Leveraging MLLM Embeddings and Attribute Smoothing for Compositional Zero-Shot Learning

Xudong Yan,Songhe Feng,Yang Zhang,Jian Yang,Yueguan Lin,Haojun Fei
2024-11-18
Abstract:Compositional zero-shot learning (CZSL) aims to recognize novel compositions of attributes and objects learned from seen compositions. Previous works disentangle attribute and object by extracting shared and exclusive parts between image pairs sharing the same attribute (object), as well as aligning them with pretrained word embeddings to improve unseen attribute-object recognition. Despite the significant achievements of existing efforts, they are hampered by three limitations: (1) the efficacy of disentanglement is compromised due to the influence of the background and the intricate entanglement of attribute with object in the same parts. (2) existing word embeddings fail to capture complex multimodal semantic information. (3) overconfidence exhibited by existing models in seen compositions hinders their generalization to novel compositions. Being aware of these, we propose a novel framework named Multimodal Large Language Model (MLLM) embeddings and attribute smoothing guided disentanglement (TRIDENT) for CZSL. First, we leverage feature adaptive aggregation modules to mitigate the impact of background, and utilize learnable condition masks to capture multigranularity features for disentanglement. Then, the last hidden states of MLLM are employed as word embeddings for their superior representation capabilities. Moreover, we propose attribute smoothing with auxiliary attributes generated by Large Language Model (LLM) for seen compositions, addressing the issue of overconfidence by encouraging the model to learn more attributes in one given composition. Extensive experiments demonstrate that TRIDENT achieves state-of-the-art performance on three benchmarks.

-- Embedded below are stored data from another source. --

//! Country use-case service.
//!
//! # Invariants
//! - Country codes are stored upper-case; lookups normalize the same way.

use crate::manager::RepositoryManager;
use crate::model::country::{Country, CountryPatch, NewCountry};
use crate::model::entity::storage_now;
use crate::service::{
    find, find_all, insert, parse_input, remove, replace, require, required_text, ModelError,
    ModelResult,
};
use once_cell::sync::Lazy;
use regex::Regex;

static COUNTRY_CODE_RE: Lazy<Regex> =
    Lazy::new(|| Regex::new(r"^[A-Z]{2,3}$").expect("valid country code regex"));

/// Normalizes and validates an ISO country code.
pub fn normalize_country_code(code: &str) -> ModelResult<String> {
    let normalized = code.trim().to_ascii_uppercase();
    if !COUNTRY_CODE_RE.is_match(&normalized) {
        return Err(ModelError::Validation(format!(
            "invalid country code `{}`",
            code.trim()
        )));
    }
    Ok(normalized)
}

pub struct CountryService<'m> {
    manager: &'m RepositoryManager,
}

impl<'m> CountryService<'m> {
    pub fn new(manager: &'m RepositoryManager) -> Self {
        Self { manager }
    }

    /// Creates a country; a taken code is a conflict.
    pub fn create(&self, input: NewCountry) -> ModelResult<Country> {
        let _guard = self.manager.write_guard()?;
        let now = storage_now();
        let country = Country {
            code: normalize_country_code(&input.code)?,
            name: required_text("name", &input.name)?,
            created_at: now,
            updated_at: now,
        };
        insert(self.manager, &country)
    }

    pub fn create_from_json(&self, data: serde_json::Value) -> ModelResult<Country> {
        self.create(parse_input(data)?)
    }

    /// Returns the country with `code`, or `None` (also for malformed codes).
    pub fn get(&self, code: &str) -> ModelResult<Option<Country>> {
        match normalize_country_code(code) {
            Ok(code) => find(self.manager, &code),
            Err(_) => Ok(None),
        }
    }

    pub fn get_all(&self) -> ModelResult<Vec<Country>> {
        find_all(self.manager)
    }

    pub fn update(&self, code: &str, patch: CountryPatch) -> ModelResult<Country> {
        let _guard = self.manager.write_guard()?;
        let mut country: Country = require(self.manager, &code.trim().to_ascii_uppercase())?;
        if let Some(name) = patch.name {
            country.name = required_text("name", &name)?;
        }
        replace(self.manager, &country)
    }

    pub fn update_from_json(&self, code: &str, data: serde_json::Value) -> ModelResult<Country> {
        self.update(code, parse_input(data)?)
    }

    pub fn delete(&self, code: &str) -> ModelResult<bool> {
        remove::<Country>(self.manager, &code.trim().to_ascii_uppercase())
    }
}
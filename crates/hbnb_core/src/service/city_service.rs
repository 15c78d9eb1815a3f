//! City use-case service.
//!
//! # Invariants
//! - A city's country exists when the city is written.
//! - `(name, country_code)` is unique.

use crate::manager::RepositoryManager;
use crate::model::city::{City, CityPatch, NewCity};
use crate::model::entity::storage_now;
use crate::service::country_service::CountryService;
use crate::service::{
    find, find_all, insert, parse_input, remove, replace, require, required_text, ModelError,
    ModelResult,
};
use uuid::Uuid;

pub struct CityService<'m> {
    manager: &'m RepositoryManager,
}

impl<'m> CityService<'m> {
    pub fn new(manager: &'m RepositoryManager) -> Self {
        Self { manager }
    }

    pub fn create(&self, input: NewCity) -> ModelResult<City> {
        let _guard = self.manager.write_guard()?;
        let name = required_text("name", &input.name)?;
        let country_code = self.existing_country(&input.country_code)?;
        self.ensure_unique(&name, &country_code, None)?;

        let now = storage_now();
        let city = City {
            id: Uuid::new_v4().to_string(),
            name,
            country_code,
            created_at: now,
            updated_at: now,
        };
        insert(self.manager, &city)
    }

    pub fn create_from_json(&self, data: serde_json::Value) -> ModelResult<City> {
        self.create(parse_input(data)?)
    }

    pub fn get(&self, id: &str) -> ModelResult<Option<City>> {
        find(self.manager, id)
    }

    pub fn get_all(&self) -> ModelResult<Vec<City>> {
        find_all(self.manager)
    }

    /// Cities of one country.
    pub fn get_by_country(&self, country_code: &str) -> ModelResult<Vec<City>> {
        let code = country_code.trim().to_ascii_uppercase();
        Ok(self
            .get_all()?
            .into_iter()
            .filter(|city| city.country_code == code)
            .collect())
    }

    pub fn update(&self, id: &str, patch: CityPatch) -> ModelResult<City> {
        let _guard = self.manager.write_guard()?;
        let mut city: City = require(self.manager, id)?;

        if let Some(name) = patch.name {
            city.name = required_text("name", &name)?;
        }
        if let Some(country_code) = patch.country_code {
            city.country_code = self.existing_country(&country_code)?;
        }
        self.ensure_unique(&city.name, &city.country_code, Some(&city.id))?;

        replace(self.manager, &city)
    }

    pub fn update_from_json(&self, id: &str, data: serde_json::Value) -> ModelResult<City> {
        self.update(id, parse_input(data)?)
    }

    pub fn delete(&self, id: &str) -> ModelResult<bool> {
        remove::<City>(self.manager, id)
    }

    fn existing_country(&self, code: &str) -> ModelResult<String> {
        CountryService::new(self.manager)
            .get(code)?
            .map(|country| country.code)
            .ok_or_else(|| ModelError::Validation(format!("country `{}` not found", code.trim())))
    }

    fn ensure_unique(
        &self,
        name: &str,
        country_code: &str,
        except_id: Option<&str>,
    ) -> ModelResult<()> {
        let taken = self.get_all()?.into_iter().any(|city| {
            Some(city.id.as_str()) != except_id
                && city.name == name
                && city.country_code == country_code
        });
        if taken {
            return Err(ModelError::Conflict(format!(
                "city `{name}` already exists in {country_code}"
            )));
        }
        Ok(())
    }
}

Computer Vision and Pattern Recognition,Artificial Intelligence
What problem does this paper attempt to address?
The problem that this paper attempts to solve is how to improve the model's ability to recognize unseen attribute - object combinations in the Compositional Zero - Shot Learning (CZSL) task. Specifically, the paper points out that the current methods have the following three main problems: 1. **Difficulties in disentanglement**: Due to the influence of the background and the complex entanglement of attributes and objects in the same part, the existing disentanglement methods are not effective. The model tends to extract background features as exclusive features and faces significant challenges when performing disentanglement at the spatial level, because the spatial features of attributes and objects often overlap. 2. **Insufficient word embeddings**: The existing word embedding methods (such as Word2Vec and GloVe) are unable to capture complex multi - modal semantic information. These word embeddings are mainly based on word frequency and context co - occurrence and lack the ability to capture high - level semantic nuances. In addition, these word embeddings are trained only in a single text mode and cannot capture cross - modal information between images and text. 3. **Over - confidence**: Existing models show over - confidence in the seen combinations, which hinders their generalization ability to new combinations. Since one - hot labels are used in the training process, these models can only learn one attribute and object, ignoring the multiple attributes that an object naturally has. Therefore, the model is over - confident in known attributes and regards other attributes that may describe the object as negative attributes, resulting in a decline in performance on unseen combinations. To overcome these problems, the paper proposes a new framework, called TRIDENT (Multi - modal Large Language Model Embedding and Attribute - smoothing - guided Disentanglement), which mainly includes three modules: visual feature extraction, attribute - object disentanglement, and feature alignment. Through these modules, TRIDENT aims to reduce the influence of the background, use multi - granularity features for disentanglement, generate more powerful word embeddings using multi - modal large language models (MLLM), and reduce the over - confidence of the model through attribute - smoothing techniques, thereby improving the ability to recognize unseen combinations.